While their sound was originally folk-leaning, the group now leans more strongly to rock music. Luke is also the founder of the recording label Bitchin’ Music Group, named for the vegan sauce brand run by Edwards and his wife Starr Edwards based in Carlsbad, California. The label partners with The Orchard (company).

==Albums==
L.A. Edwards debuted in 2015 with the EP Secret's We’ll Never Know. Their second album, True Blue, was released in 2018. They then released the album Blessings from Home Vol 1 in 2021 with producer Ryan Hadlock as well as Blessings from Home, Vol 2., produced by Ryan Hadlock at Bear Creek Studio in Woodinville, WA, and features Ron Blair and fellow Heartbreakers alum Steve Ferrone playing bass and drums. In 2023 they released their fourth album, Out of the Heart of Darkness. In 2024 they released their album Pie Town.

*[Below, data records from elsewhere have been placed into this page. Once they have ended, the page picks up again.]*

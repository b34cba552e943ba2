//! Protocol envelope
//!
//! Every completion leaving the law layer is wrapped in an envelope
//! carrying acknowledgment and provenance metadata. The wrap step checks
//! its own structure: an envelope missing either block reports `FAILED`
//! as a status value, not as an error, since that is a display-level
//! condition rather than a process fault.

use crate::charter::Charter;
use chrono::{SecondsFormat, Utc};
use serde::{Deserialize, Serialize};

/// Structural status of a wrapped completion.
#[derive(Debug, Clone, Copy, PartialEq, Eq, Serialize, Deserialize)]
pub enum EnvelopeStatus {
    /// Both metadata blocks are present
    #[serde(rename = "OK")]
    Ok,
    /// A required metadata block is missing
    #[serde(rename = "FAILED")]
    Failed,
}

impl std::fmt::Display for EnvelopeStatus {
    fn fmt(&self, f: &mut std::fmt::Formatter<'_>) -> std::fmt::Result {
        match self {
            EnvelopeStatus::Ok => write!(f, "OK"),
            EnvelopeStatus::Failed => write!(f, "FAILED"),
        }
    }
}

/// Protocol tag on the envelope.
#[derive(Debug, Clone, PartialEq, Eq, Serialize, Deserialize)]
pub struct Protocol {
    /// Protocol name
    pub name: String,
    /// Protocol version
    pub version: String,
}

/// The raw model text being wrapped.
#[derive(Debug, Clone, PartialEq, Eq, Serialize, Deserialize)]
pub struct CompletionPayload {
    /// Unmodified completion text
    pub text: String,
}

/// Acknowledgment block naming the architect.
#[derive(Debug, Clone, PartialEq, Eq, Serialize, Deserialize)]
pub struct Acknowledgment {
    /// Creator name
    pub creator: String,
    /// Public handles
    pub handles: Vec<String>,
    /// Relation statement
    pub relation: String,
    /// Wrap time, ISO-8601 UTC
    pub timestamp: String,
}

/// Reference to the creator inside the provenance block.
#[derive(Debug, Clone, PartialEq, Eq, Serialize, Deserialize)]
pub struct CreatorRef {
    /// Creator name
    pub name: String,
    /// Public handles
    pub handles: Vec<String>,
}

/// Provenance block: who generated this output.
#[derive(Debug, Clone, PartialEq, Eq, Serialize, Deserialize)]
pub struct Provenance {
    /// Producing component
    pub generated_by: String,
    /// Whether the producer is the creator (always false for the agent)
    pub is_creator: bool,
    /// The creator this output subordinates to
    pub creator: CreatorRef,
    /// Wrap time, ISO-8601 UTC
    pub timestamp: String,
}

/// Response wrapper for a model completion.
#[derive(Debug, Clone, PartialEq, Eq, Serialize, Deserialize)]
pub struct Envelope {
    /// Structural status; `FAILED` when a metadata block is absent
    pub status: EnvelopeStatus,
    /// Protocol tag
    pub protocol: Protocol,
    /// The wrapped completion
    pub payload: CompletionPayload,
    /// Acknowledgment block; required for `OK` status
    pub architect_acknowledgment: Option<Acknowledgment>,
    /// Provenance block; required for `OK` status
    pub provenance: Option<Provenance>,
}

impl Envelope {
    /// Wrap raw completion text under the charter's protocol.
    ///
    /// Attaches acknowledgment and provenance built from the charter,
    /// then runs the structural self-check.
    #[must_use]
    pub fn wrap(charter: &Charter, text: String) -> Self {
        let timestamp = Utc::now().to_rfc3339_opts(SecondsFormat::Micros, false);
        let mut envelope = Self {
            status: EnvelopeStatus::Ok,
            protocol: Protocol {
                name: charter.protocol_name.clone(),
                version: charter.protocol_version.clone(),
            },
            payload: CompletionPayload { text },
            architect_acknowledgment: Some(Acknowledgment {
                creator: charter.architect.creator.clone(),
                handles: charter.architect.handles.clone(),
                relation: charter.architect.relation.clone(),
                timestamp: timestamp.clone(),
            }),
            provenance: Some(Provenance {
                generated_by: "agent_instance".to_string(),
                is_creator: false,
                creator: CreatorRef {
                    name: charter.architect.creator.clone(),
                    handles: charter.architect.handles.clone(),
                },
                timestamp,
            }),
        };
        envelope.enforce_integrity();
        envelope
    }

    /// Re-run the structural self-check, downgrading status to `FAILED`
    /// when either metadata block is absent.
    pub fn enforce_integrity(&mut self) {
        if self.architect_acknowledgment.is_none() || self.provenance.is_none() {
            self.status = EnvelopeStatus::Failed;
        }
    }
}
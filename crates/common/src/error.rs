// Error taxonomy for the replicated-document engine.
//
// Propagation policy:
// - `DecodeError` on remote input is returned to the caller and logged;
//   the replica keeps its last valid state.
// - `TransportError` is reported by the transport collaborator.
// - `StalenessCheckError` is swallowed (fail-open) but forwarded to an
//   error sink for observability.
// Teardown paths never return errors; misuse is a logged warning.

use std::time::Duration;

use thiserror::Error;

/// Malformed bytes on an apply/decode path.
#[derive(Debug, Error)]
pub enum DecodeError {
    #[error("malformed document update: {0}")]
    Update(String),
    #[error("malformed document snapshot: {0}")]
    Snapshot(String),
    #[error("malformed awareness payload: {0}")]
    Awareness(String),
    #[error("transport envelope is not valid base64: {0}")]
    Envelope(#[from] base64::DecodeError),
}

/// Failure reported by the transport collaborator.
#[derive(Debug, Error)]
pub enum TransportError {
    #[error("publish failed: {0}")]
    Publish(String),
    #[error("snapshot fetch failed: {0}")]
    Fetch(String),
    #[error("persist request failed: {0}")]
    Persist(String),
}

/// Failure during a staleness probe. Always fail-open: the probe
/// resolves non-stale and editing continues.
#[derive(Debug, Error)]
pub enum StalenessCheckError {
    #[error("authoritative snapshot fetch failed")]
    Rpc(#[source] TransportError),
    #[error("staleness probe timed out after {0:?}")]
    Timeout(Duration),
    #[error("authoritative snapshot failed to decode")]
    Decode(#[source] DecodeError),
}
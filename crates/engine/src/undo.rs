// Per-session undo scoping.
//
// The undo manager tracks only transactions whose origin is the owning
// binding's `BoundTo` tag, so remote merges and reconciler output are
// never recorded and an undo can never revert another session's edits.
// Replayed deltas are re-emitted through the replica with origin `Local`:
// rendered and published like any locally authored change, but not
// re-captured here.

use std::collections::HashSet;

use tracing::warn;
use yrs::undo::{Options as UndoOptions, UndoManager};

use coauthor_common::origin::UpdateOrigin;
use coauthor_common::types::BindingId;

use crate::replica::DocumentReplica;

/// Undo/redo history for one binding's locally authored operations.
///
/// Consecutive edits landing within the capture timeout coalesce into a
/// single step; a longer gap, or `interrupt()`, seals the current group.
pub struct UndoScope {
    manager: Option<UndoManager<()>>,
    binding: BindingId,
}

impl UndoScope {
    pub fn new(replica: &DocumentReplica, binding: BindingId, capture_timeout_ms: u64) -> Self {
        let mut options = UndoOptions::default();
        options.capture_timeout_millis = capture_timeout_ms;
        options.tracked_origins =
            HashSet::from([UpdateOrigin::BoundTo(binding).to_txn_origin()]);

        let scope = replica.content_ref();
        let manager = UndoManager::with_scope_and_options(replica.doc(), &scope, options);
        Self { manager: Some(manager), binding }
    }

    /// Seal the current capture group. Called on every remote merge so a
    /// following local edit starts a fresh undo step.
    pub fn interrupt(&mut self) {
        if let Some(manager) = self.manager.as_mut() {
            manager.reset();
        }
    }

    /// Revert the most recent locally authored group. Returns whether
    /// anything was undone.
    pub fn undo(&mut self, replica: &DocumentReplica) -> bool {
        let Some(manager) = self.manager.as_mut() else {
            warn!(binding = %self.binding, "undo after destroy");
            return false;
        };
        if !manager.can_undo() {
            return false;
        }
        let before = replica.raw_state_vector();
        let undone = manager.undo_blocking();
        if undone {
            replica.emit_changes_since(&before, &UpdateOrigin::Local);
        }
        undone
    }

    /// Replay the most recently undone group.
    pub fn redo(&mut self, replica: &DocumentReplica) -> bool {
        let Some(manager) = self.manager.as_mut() else {
            warn!(binding = %self.binding, "redo after destroy");
            return false;
        };
        if !manager.can_redo() {
            return false;
        }
        let before = replica.raw_state_vector();
        let redone = manager.redo_blocking();
        if redone {
            replica.emit_changes_since(&before, &UpdateOrigin::Local);
        }
        redone
    }

    pub fn can_undo(&self) -> bool {
        self.manager.as_ref().is_some_and(|manager| manager.can_undo())
    }

    pub fn can_redo(&self) -> bool {
        self.manager.as_ref().is_some_and(|manager| manager.can_redo())
    }

    /// Drop both stacks. Idempotent; a second call logs a warning.
    pub fn destroy(&mut self) {
        if self.manager.take().is_none() {
            warn!(binding = %self.binding, "undo scope destroyed twice");
        }
    }

    pub fn is_destroyed(&self) -> bool {
        self.manager.is_none()
    }
}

Music from the group has been used by television series including Yellowstone, Mayor of Kingstown, Overboard, and Walker. L.A. Edwards wrote and recorded several tracks on the soundtrack of the film Sleeping Dogs.

==Touring==
L.A. Edwards has toured internationally, and performed at concerts beside bands including The White Buffalo, the Beach Boys, Jefferson Starship, Lucinda Williams, and Rival Sons.